2008 Shanxi mudslide
- Date: September 8, 2008
- Time: 08:00 CST
- Location: Xiangfen, Shanxi, China;
- Deaths: 277
- Injuries: 33
- Missing: 4

= 2008 Shanxi mudslide =

Mudslide in Linfen, China

The 2008 Shanxi mudslide was caused by the collapse of an unlicensed mine landfill in Xiangfen county, Linfen, Shanxi Province, People's Republic of China which caused 277 dead, 4 missing and 33 injured. Around 8:00 a.m. on September 8, 2008, the retaining wall of a waste iron ore reservoir collapsed after torrential rain, causing a major mudslide which inundated a village and crowded marketplace. The unlicensed Tashan Mine was operated by the Tashan Mining Company.

==History==
The ore reservoir was built in the 1980s, halfway up a mountain, about 50 meters above an office building, marketplace and some residences. It was built only 100 meters away from the nearest residence. The reservoir was supposedly decommissioned a few years later, but its new owner, Zhang Peiliang, put it back into use when he took over the company in 2005. In 2006, the Tashan Mining Company did not renew its safety production license, and in 2007, the mining license of Zhang also expired.

==Damages and casualties==
The entire village of Yunhe was inundated by the mudslide, including an outdoor market crowded with customers. As of September 24, the Chinese state media reported that the death toll was 267, and the number of injuries 34. Only 128 bodies, mostly of locals, have been identified. Some 268,000 cubic meters of mudslide sludge flooded over an area of 30.2 hectares in the disaster, and the mud was up to six meters deep in some parts.

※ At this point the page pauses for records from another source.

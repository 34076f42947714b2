//! Materialized views maintained incrementally as a store commits.
//!
//! A tracked view mirrors some aggregation over the whole store (a count,
//! a grouping, a derived index a caller builds by hand) without re-scanning
//! committed state on every read. It is kept current by the same commit
//! dispatch every [`crate::index::IndexMaintainer`] rides: one
//! `track_modification` call per updated entry, in `updated_seq` order.

use std::hash::Hash;
use std::sync::Arc;

use dashmap::DashMap;
use jacis_core::{Error, Result};
use parking_lot::RwLock;

/// Object-safe handle the registry dispatches commit events through,
/// independent of the concrete materialized-view type.
pub trait TrackedViewMaintainer<K, TV>: Send + Sync {
    /// The view's diagnostic name.
    fn name(&self) -> &str;

    /// Apply one committed modification to the maintained view.
    fn track_modification(&self, key: &K, old: Option<&TV>, new: Option<&TV>) -> Result<()>;

    /// Re-derive the view from scratch and compare against the
    /// incrementally maintained state, for consistency testing
    /// (`checkViewsOnCommit`). Returns `Err` on mismatch.
    fn check_view(&self, all: &[(K, TV)]) -> Result<()>;

    /// Reset the view to empty, e.g. when the owning store is cleared.
    fn clear(&self);
}

/// A single materialized view of type `V`, incrementally maintained by a
/// caller-supplied closure.
///
/// Registration replays the store's current committed population through
/// `track_fn` under an atomic section (see `Store::register_tracked_view`)
/// so the view starts synchronized with committed state.
pub struct TrackedView<K, TV, V> {
    name: String,
    state: RwLock<V>,
    factory: Arc<dyn Fn() -> V + Send + Sync>,
    track_fn: Arc<dyn Fn(&mut V, &K, Option<&TV>, Option<&TV>) -> Result<()> + Send + Sync>,
    check_fn: Option<Arc<dyn Fn(&V, &[(K, TV)]) -> Result<()> + Send + Sync>>,
}

impl<K, TV, V: Clone + Send + Sync> TrackedView<K, TV, V> {
    /// Build a new tracked view. `factory` produces the empty starting
    /// state; `track_fn` folds one modification into the state; `check_fn`,
    /// if supplied, independently re-derives the view for comparison
    /// against `check_view`.
    pub fn new(
        name: impl Into<String>,
        factory: impl Fn() -> V + Send + Sync + 'static,
        track_fn: impl Fn(&mut V, &K, Option<&TV>, Option<&TV>) -> Result<()> + Send + Sync + 'static,
    ) -> Self {
        let initial = factory();
        TrackedView {
            name: name.into(),
            state: RwLock::new(initial),
            factory: Arc::new(factory),
            track_fn: Arc::new(track_fn),
            check_fn: None,
        }
    }

    /// Attach a re-derivation function consulted by `checkViewsOnCommit`.
    pub fn with_check(
        mut self,
        check_fn: impl Fn(&V, &[(K, TV)]) -> Result<()> + Send + Sync + 'static,
    ) -> Self {
        self.check_fn = Some(Arc::new(check_fn));
        self
    }

    /// A deep copy of the current maintained view, safe for the caller to
    /// read without further synchronization. Reflects only committed state;
    /// a caller with an active transaction that has written to the owning
    /// store wants [`Self::clone_view_for`] instead, or it will not see its
    /// own pending writes.
    pub fn clone_view(&self) -> V {
        self.state.read().clone()
    }

    /// Like [`Self::clone_view`], but folds `pending` TX-local deltas onto
    /// the clone before returning it, so a transaction reading this view
    /// sees its own uncommitted writes (read-your-writes) without them
    /// having to be committed first. `pending` is `(key, orig_value,
    /// tx_value)` for every updated entry in the calling transaction's
    /// view, in the same `updated_seq` order commit itself would dispatch.
    pub fn clone_view_for<'a, I>(&self, pending: I) -> Result<V>
    where
        K: 'a,
        TV: 'a,
        I: IntoIterator<Item = (&'a K, Option<&'a TV>, Option<&'a TV>)>,
    {
        let mut state = self.state.read().clone();
        for (key, old, new) in pending {
            (self.track_fn)(&mut state, key, old, new)
                .map_err(|e| Error::TrackedViewModification(format!("view '{}': {e}", self.name)))?;
        }
        Ok(state)
    }
}

impl<K, TV, V> TrackedViewMaintainer<K, TV> for TrackedView<K, TV, V>
where
    V: Clone + Send + Sync,
{
    fn name(&self) -> &str {
        &self.name
    }

    fn track_modification(&self, key: &K, old: Option<&TV>, new: Option<&TV>) -> Result<()> {
        let mut state = self.state.write();
        (self.track_fn)(&mut state, key, old, new).map_err(|e| {
            Error::TrackedViewModification(format!("view '{}': {e}", self.name))
        })
    }

    fn check_view(&self, all: &[(K, TV)]) -> Result<()> {
        let Some(check_fn) = &self.check_fn else {
            return Ok(());
        };
        let state = self.state.read();
        check_fn(&state, all)
    }

    fn clear(&self) {
        *self.state.write() = (self.factory)();
    }
}

/// A clustered (sharded) tracked view: the maintained value is split across
/// shards keyed by a projection of the primary key, so a read only clones
/// the shard it needs instead of the whole view.
pub struct ClusteredTrackedView<K, TV, V, S> {
    name: String,
    shard_fn: Arc<dyn Fn(&K) -> S + Send + Sync>,
    factory: Arc<dyn Fn() -> V + Send + Sync>,
    track_fn: Arc<dyn Fn(&mut V, &K, Option<&TV>, Option<&TV>) -> Result<()> + Send + Sync>,
    shards: DashMap<S, V>,
}

impl<K, TV, V, S> ClusteredTrackedView<K, TV, V, S>
where
    V: Clone + Send + Sync,
    S: Clone + Eq + Hash + Send + Sync,
{
    /// Build a clustered tracked view. `shard_fn` maps a primary key to its
    /// shard; `factory`/`track_fn` behave as in [`TrackedView::new`], but
    /// operate on one shard's state at a time.
    pub fn new(
        name: impl Into<String>,
        shard_fn: impl Fn(&K) -> S + Send + Sync + 'static,
        factory: impl Fn() -> V + Send + Sync + 'static,
        track_fn: impl Fn(&mut V, &K, Option<&TV>, Option<&TV>) -> Result<()> + Send + Sync + 'static,
    ) -> Self {
        ClusteredTrackedView {
            name: name.into(),
            shard_fn: Arc::new(shard_fn),
            factory: Arc::new(factory),
            track_fn: Arc::new(track_fn),
            shards: DashMap::new(),
        }
    }

    /// A deep copy of the shard containing `key`, without touching any
    /// other shard. Reflects only committed state; see
    /// [`Self::clone_shard_for_tx`] for the read-your-writes variant.
    pub fn clone_shard_for(&self, key: &K) -> V {
        let shard = (self.shard_fn)(key);
        self.shards.get(&shard).map(|v| v.clone()).unwrap_or_else(|| (self.factory)())
    }

    /// Like [`Self::clone_shard_for`], but folds onto the clone any
    /// `pending` TX-local delta whose key maps to the same shard as `key`,
    /// so a transaction reading this shard sees its own uncommitted writes.
    pub fn clone_shard_for_tx<'a, I>(&self, key: &K, pending: I) -> Result<V>
    where
        K: 'a,
        TV: 'a,
        I: IntoIterator<Item = (&'a K, Option<&'a TV>, Option<&'a TV>)>,
    {
        let shard = (self.shard_fn)(key);
        let mut state = self.shards.get(&shard).map(|v| v.clone()).unwrap_or_else(|| (self.factory)());
        for (k, old, new) in pending {
            if (self.shard_fn)(k) == shard {
                (self.track_fn)(&mut state, k, old, new)
                    .map_err(|e| Error::TrackedViewModification(format!("view '{}': {e}", self.name)))?;
            }
        }
        Ok(state)
    }
}

impl<K, TV, V, S> TrackedViewMaintainer<K, TV> for ClusteredTrackedView<K, TV, V, S>
where
    V: Clone + Send + Sync,
    S: Clone + Eq + Hash + Send + Sync,
{
    fn name(&self) -> &str {
        &self.name
    }

    fn track_modification(&self, key: &K, old: Option<&TV>, new: Option<&TV>) -> Result<()> {
        let shard = (self.shard_fn)(key);
        let mut entry = self.shards.entry(shard).or_insert_with(|| (self.factory)());
        (self.track_fn)(&mut entry, key, old, new)
            .map_err(|e| Error::TrackedViewModification(format!("view '{}': {e}", self.name)))
    }

    fn check_view(&self, _all: &[(K, TV)]) -> Result<()> {
        Ok(())
    }

    fn clear(&self) {
        self.shards.clear();
    }
}

/// All tracked views registered on one store.
#[derive(Default)]
pub struct TrackedViewRegistry<K, TV> {
    views: RwLock<Vec<Arc<dyn TrackedViewMaintainer<K, TV>>>>,
}

impl<K, TV> TrackedViewRegistry<K, TV> {
    /// Register `view`, returning the same handle for the caller to keep
    /// around for reads. Requires `trackOriginalValue` on the owning store
    /// (enforced by `Store::register_tracked_view`, which also performs the
    /// replay-from-committed-state step before calling this).
    pub fn register<V>(&self, view: Arc<TrackedView<K, TV, V>>)
    where
        K: Send + Sync + 'static,
        TV: Send + Sync + 'static,
        V: Clone + Send + Sync + 'static,
    {
        self.views.write().push(view);
    }

    /// Register a clustered view.
    pub fn register_clustered<V, S>(&self, view: Arc<ClusteredTrackedView<K, TV, V, S>>)
    where
        K: Send + Sync + 'static,
        TV: Send + Sync + 'static,
        V: Clone + Send + Sync + 'static,
        S: Clone + Eq + Hash + Send + Sync + 'static,
    {
        self.views.write().push(view);
    }

    /// Dispatch one committed modification to every registered view,
    /// collecting (not short-circuiting on) failures, per the commit
    /// contract: bookkeeping finishes before errors surface.
    pub fn track_modification(&self, key: &K, old: Option<&TV>, new: Option<&TV>) -> Vec<Error> {
        let mut errors = Vec::new();
        for view in self.views.read().iter() {
            if let Err(e) = view.track_modification(key, old, new) {
                errors.push(e);
            }
        }
        errors
    }

    /// Run `check_view` on every registered view against `all` (used when
    /// `checkViewsOnCommit` is enabled).
    pub fn check_views(&self, all: &[(K, TV)]) -> Vec<Error> {
        let mut errors = Vec::new();
        for view in self.views.read().iter() {
            if let Err(e) = view.check_view(all) {
                errors.push(e);
            }
        }
        errors
    }

    /// Reset every registered view to empty.
    pub fn clear(&self) {
        for view in self.views.read().iter() {
            view.clear();
        }
    }
}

The final official count is: 277 dead, 4 missing and 33 injured.

A worker had said "It's not because of the rain. It wasn't a natural disaster, it was man-made." Up to 500 people may still be buried, according to the Information Centre for Human Rights and Democracy.

==Rescue efforts==
5,300 police and rescuers, using more than 110 excavators, were looking for survivors. The rescuers covered about 90% of the mudslide zone so far. In addition, 2,100 medical workers were at the site to provide medical care.

==Aftermath==
1,047 people were displaced because of the mudslide. The provincial level government said relatives of the dead would receive 200,000 yuan (US$ 29,215). The Communist Party chief, the head of Taosi township, work safety bureau director, and chief engineer in Xiangfen county were dismissed for neglect of duty. Thirteen mine executives, including Zhang Peiliang, were detained by Chinese authorities, and four other local officials were also dismissed. The State Administration of Work Safety (SAWS) said that an investigation is pending, and that the people responsible would be "punished in line with the relevant laws." Wang Jun, the director of SAWS said, "It is the most grave accident that involves the largest death toll so far this year. The rising accidents disclose local governments' poor supervision on work safety. Those responsible must be dealt with seriously." Meng Xuenong, Governor of Shanxi, resigned a day after the event, on September 14. Wang Jun was subsequently transferred to become Governor of Shanxi.

In September 2010, 58 people, including 34 former government officials, were handed out sentences in relation to the collapse.